• Task details: Read through the records. Copy each line that has the word "BookingStatus".

______

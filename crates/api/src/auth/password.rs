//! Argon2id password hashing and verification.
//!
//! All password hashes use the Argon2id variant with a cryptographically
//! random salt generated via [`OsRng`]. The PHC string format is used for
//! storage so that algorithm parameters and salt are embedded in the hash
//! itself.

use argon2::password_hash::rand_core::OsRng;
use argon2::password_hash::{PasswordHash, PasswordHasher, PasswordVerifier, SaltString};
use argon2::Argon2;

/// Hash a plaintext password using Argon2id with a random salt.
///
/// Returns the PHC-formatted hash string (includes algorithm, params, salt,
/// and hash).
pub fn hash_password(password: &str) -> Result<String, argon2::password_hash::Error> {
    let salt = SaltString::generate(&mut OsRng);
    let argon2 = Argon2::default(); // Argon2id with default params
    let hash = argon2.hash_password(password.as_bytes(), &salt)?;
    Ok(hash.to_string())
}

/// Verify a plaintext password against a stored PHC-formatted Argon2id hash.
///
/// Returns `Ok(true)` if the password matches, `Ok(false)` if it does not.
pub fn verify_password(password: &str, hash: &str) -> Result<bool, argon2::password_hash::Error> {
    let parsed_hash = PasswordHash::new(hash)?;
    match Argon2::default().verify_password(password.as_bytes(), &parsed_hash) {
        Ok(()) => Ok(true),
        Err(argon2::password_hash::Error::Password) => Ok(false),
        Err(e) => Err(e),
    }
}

______

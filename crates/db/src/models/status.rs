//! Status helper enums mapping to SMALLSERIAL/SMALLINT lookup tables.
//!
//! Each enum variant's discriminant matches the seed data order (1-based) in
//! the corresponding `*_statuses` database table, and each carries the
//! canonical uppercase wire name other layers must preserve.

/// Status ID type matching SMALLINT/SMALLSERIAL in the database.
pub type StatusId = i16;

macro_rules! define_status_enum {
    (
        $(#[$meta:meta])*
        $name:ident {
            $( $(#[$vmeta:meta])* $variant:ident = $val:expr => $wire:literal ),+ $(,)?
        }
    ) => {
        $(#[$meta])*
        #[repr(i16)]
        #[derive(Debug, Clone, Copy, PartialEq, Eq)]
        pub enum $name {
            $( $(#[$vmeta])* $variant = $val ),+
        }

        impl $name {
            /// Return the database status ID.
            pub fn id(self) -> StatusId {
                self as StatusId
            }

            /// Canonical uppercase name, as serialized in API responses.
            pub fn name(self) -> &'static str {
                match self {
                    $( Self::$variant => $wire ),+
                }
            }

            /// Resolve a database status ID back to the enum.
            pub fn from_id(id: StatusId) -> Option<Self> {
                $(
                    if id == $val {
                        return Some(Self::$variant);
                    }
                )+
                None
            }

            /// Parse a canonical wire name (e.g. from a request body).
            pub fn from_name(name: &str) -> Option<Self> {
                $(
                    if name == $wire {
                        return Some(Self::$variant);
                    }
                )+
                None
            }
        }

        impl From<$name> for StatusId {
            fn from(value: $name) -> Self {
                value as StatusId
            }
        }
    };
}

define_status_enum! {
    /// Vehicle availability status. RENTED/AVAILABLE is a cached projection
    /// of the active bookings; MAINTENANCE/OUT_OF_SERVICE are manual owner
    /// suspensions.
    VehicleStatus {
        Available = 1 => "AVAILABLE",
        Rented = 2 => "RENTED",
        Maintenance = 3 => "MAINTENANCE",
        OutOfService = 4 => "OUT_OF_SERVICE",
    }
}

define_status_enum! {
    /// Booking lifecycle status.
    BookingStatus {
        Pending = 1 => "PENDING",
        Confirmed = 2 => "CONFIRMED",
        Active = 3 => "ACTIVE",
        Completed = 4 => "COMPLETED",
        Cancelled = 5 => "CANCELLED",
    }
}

______

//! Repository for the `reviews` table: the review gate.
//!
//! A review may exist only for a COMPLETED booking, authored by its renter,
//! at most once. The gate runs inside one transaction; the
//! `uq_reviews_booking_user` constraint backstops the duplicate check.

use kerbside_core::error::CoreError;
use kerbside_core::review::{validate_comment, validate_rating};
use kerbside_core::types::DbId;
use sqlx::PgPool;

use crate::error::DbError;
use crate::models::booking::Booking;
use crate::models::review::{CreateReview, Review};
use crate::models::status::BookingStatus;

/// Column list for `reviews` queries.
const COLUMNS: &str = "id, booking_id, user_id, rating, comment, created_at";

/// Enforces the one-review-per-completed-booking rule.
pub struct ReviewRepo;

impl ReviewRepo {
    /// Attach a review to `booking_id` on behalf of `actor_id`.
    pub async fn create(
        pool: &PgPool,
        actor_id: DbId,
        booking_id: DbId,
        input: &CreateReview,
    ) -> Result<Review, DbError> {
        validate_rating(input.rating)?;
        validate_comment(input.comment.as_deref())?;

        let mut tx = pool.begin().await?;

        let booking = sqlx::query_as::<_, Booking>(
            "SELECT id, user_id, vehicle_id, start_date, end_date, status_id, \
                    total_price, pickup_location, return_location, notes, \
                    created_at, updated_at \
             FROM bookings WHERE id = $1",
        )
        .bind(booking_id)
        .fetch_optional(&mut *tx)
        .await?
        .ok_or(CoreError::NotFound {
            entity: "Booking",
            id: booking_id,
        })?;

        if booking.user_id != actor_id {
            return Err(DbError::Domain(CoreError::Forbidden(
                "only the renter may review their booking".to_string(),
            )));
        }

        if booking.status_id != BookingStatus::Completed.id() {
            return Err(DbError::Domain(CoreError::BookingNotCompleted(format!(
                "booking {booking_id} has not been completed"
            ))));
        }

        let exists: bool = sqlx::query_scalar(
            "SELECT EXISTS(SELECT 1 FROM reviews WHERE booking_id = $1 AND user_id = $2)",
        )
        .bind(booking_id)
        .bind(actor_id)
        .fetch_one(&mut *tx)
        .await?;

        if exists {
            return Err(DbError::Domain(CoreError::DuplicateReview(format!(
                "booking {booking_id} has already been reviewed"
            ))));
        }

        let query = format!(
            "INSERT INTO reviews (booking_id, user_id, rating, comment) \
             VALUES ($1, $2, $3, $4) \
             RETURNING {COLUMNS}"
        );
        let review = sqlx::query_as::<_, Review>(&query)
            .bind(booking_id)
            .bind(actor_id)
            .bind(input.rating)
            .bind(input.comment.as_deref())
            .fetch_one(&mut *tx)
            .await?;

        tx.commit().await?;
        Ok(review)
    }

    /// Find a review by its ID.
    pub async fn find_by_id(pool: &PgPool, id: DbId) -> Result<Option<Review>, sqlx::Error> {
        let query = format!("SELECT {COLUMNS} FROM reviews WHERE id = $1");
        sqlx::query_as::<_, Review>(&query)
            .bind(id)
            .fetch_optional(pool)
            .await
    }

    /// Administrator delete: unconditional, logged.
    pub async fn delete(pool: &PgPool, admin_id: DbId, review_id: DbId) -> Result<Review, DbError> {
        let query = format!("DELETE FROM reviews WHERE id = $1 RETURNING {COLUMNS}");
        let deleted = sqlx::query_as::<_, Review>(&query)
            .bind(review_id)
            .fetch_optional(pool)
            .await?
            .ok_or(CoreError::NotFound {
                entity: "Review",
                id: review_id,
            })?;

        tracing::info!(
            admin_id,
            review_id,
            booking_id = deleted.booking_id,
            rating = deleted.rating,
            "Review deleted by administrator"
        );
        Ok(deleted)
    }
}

______

• Solution:
    BookingStatus {
use crate::models::status::BookingStatus;
        if booking.status_id != BookingStatus::Completed.id() {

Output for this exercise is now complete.